Esta fase inflacionária de crescimento presumivelmente aconteceu um trilionésimo de um trilionésimo de um trilionésimo de um segundo após o início dos tempos. Isso é cerca de 10-36 segundos após o “estrondo” quando o relógio que descreve a expansão do nosso universo começou a contar. Você pode perguntar: “Como esses cientistas se sentem à vontade para falar sobre tempos tão ridiculamente pequenos? O Universo também não era ridiculamente denso naqueles momentos?”
Bem, a verdade é que ainda não temos uma teoria que descreva a física nessas condições. O que temos são extrapolações baseadas no que sabemos hoje. Isso não é o ideal, mas, dada a nossa falta de dados experimentais, é o único ponto de partida. Sem dados, precisamos levar nossas teorias até onde consideramos razoáveis. É claro que o que é razoável para alguns teóricos não será para outros. E é aqui que as coisas ficam interessantes.
A suposição aqui é que podemos aplicar essencialmente a mesma física em energias que são cerca de sextilhões (10²¹) de vezes maiores do que as que podemos sondar no Grande Colisor de Hádrons, o acelerador gigante alojado na Organização Europeia para Pesquisa Nuclear na Suíça. E mesmo que não possamos aplicar a mesma física, podemos pelo menos aplicar a física com atores semelhantes.
Águas agitadas, campos quânticos.
Na física de alta energia, todos os personagens são campos. Campos, aqui, significam perturbações que preenchem o espaço e podem ou não mudar no tempo. Uma imagem grosseira de um campo é a de água enchendo um lago. A água está em todos os lugares da lagoa, com certas propriedades que assumem valores em todos os pontos: temperatura, pressão e salinidade, por exemplo. Os campos têm excitações que chamamos de partículas. O campo de elétrons tem o elétron como excitação. O campo de Higgs contém o bóson de Higgs.
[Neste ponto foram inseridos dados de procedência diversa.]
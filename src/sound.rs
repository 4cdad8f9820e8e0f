use fundsp::prelude32::*;
use rodio::buffer::SamplesBuffer;
use rodio::{OutputStream, OutputStreamHandle, Sink};
use tracing::{debug, warn};

const SAMPLE_RATE: u32 = 44_100;

#[derive(Debug, Clone, Copy, PartialEq, Eq)]
pub enum Cue {
    Success,
    Fail,
    GameOver,
}

impl Cue {
    fn seconds(self) -> f32 {
        match self {
            Cue::Success => 0.25,
            Cue::Fail => 0.35,
            Cue::GameOver => 0.5,
        }
    }
}

/// Synthesizes a cue as mono samples at [`SAMPLE_RATE`].
pub fn synthesize(cue: Cue) -> Vec<f32> {
    let n = (SAMPLE_RATE as f32 * cue.seconds()) as usize;
    let mut unit: Box<dyn AudioUnit> = match cue {
        // Rising chirp
        Cue::Success => Box::new(
            (lfo(|t: f32| lerp(600.0, 1200.0, (t / 0.15).min(1.0))) >> sine())
                * lfo(|t: f32| lerp(0.2, 0.0, (t / 0.25).min(1.0))),
        ),
        // Low buzz
        Cue::Fail => Box::new(
            (lfo(|t: f32| lerp(180.0, 120.0, (t / 0.3).min(1.0))) >> square())
                * lfo(|t: f32| lerp(0.12, 0.0, (t / 0.35).min(1.0))),
        ),
        // 400Hz down to 80Hz, fading out
        Cue::GameOver => Box::new(
            (lfo(|t: f32| lerp(400.0, 80.0, (t / 0.4).min(1.0))) >> saw())
                * lfo(|t: f32| lerp(0.15, 0.0, (t / 0.5).min(1.0))),
        ),
    };
    unit.set_sample_rate(SAMPLE_RATE as f64);
    (0..n).map(|_| unit.get_mono()).collect()
}

/// Output device handle. Holding it keeps the stream open.
pub struct Sound {
    _stream: OutputStream,
    handle: OutputStreamHandle,
}

impl Sound {
    /// `None` when muted or when there is no audio device; the game then
    /// runs silently.
    pub fn open(mute: bool) -> Option<Self> {
        if mute {
            debug!("sound muted");
            return None;
        }
        match OutputStream::try_default() {
            Ok((stream, handle)) => Some(Self {
                _stream: stream,
                handle,
            }),
            Err(e) => {
                warn!(error = %e, "no audio output, running silent");
                None
            }
        }
    }

    pub fn play(&self, cue: Cue) {
        let sink = match Sink::try_new(&self.handle) {
            Ok(sink) => sink,
            Err(e) => {
                warn!(error = %e, ?cue, "cannot play cue");
                return;
            }
        };
        sink.append(SamplesBuffer::new(1, SAMPLE_RATE, synthesize(cue)));
        sink.detach();
    }
}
O protagonista mais popular que impulsiona a expansão inflacionária é um campo escalar – uma entidade com propriedades inspiradas no bóson de Higgs, que foi descoberto no Grande Colisor de Hádrons em julho de 2012.
Não sabemos se havia campos escalares na infância cósmica, mas é razoável supor que houvesse. Sem eles, estaríamos terrivelmente presos tentando imaginar o que aconteceu. Como mencionado acima, quando não temos dados, o melhor que podemos fazer é construir hipóteses razoáveis que os experimentos futuros testarão.
Para ver como usamos um campo escalar para modelar a inflação, imagine uma bola rolando ladeira abaixo. Enquanto a bola estiver a uma altura acima da base da colina, ela rolará para baixo. Tem energia armazenada. Na parte inferior, definimos sua energia para zero. Fazemos o mesmo com o campo escalar. Enquanto estiver deslocado de seu mínimo, encherá o Universo com sua energia. Em regiões suficientemente grandes, essa energia estimula a rápida expansão do espaço que é a assinatura da inflação.
Linde e Vilenkin adicionaram a física quântica a este cenário. No mundo quântico, tudo é agitado; tudo vibra sem parar. Isso está na raiz da incerteza quântica, uma noção que desafia o senso comum. Então, à medida que o campo está rolando ladeira abaixo, também está experimentando esses saltos quânticos, que podem impulsioná-lo mais para baixo ou mais para cima. É como se as ondas na lagoa estivessem criando cristas e vales de forma irregular. As águas agitadas, são esses campos quânticos.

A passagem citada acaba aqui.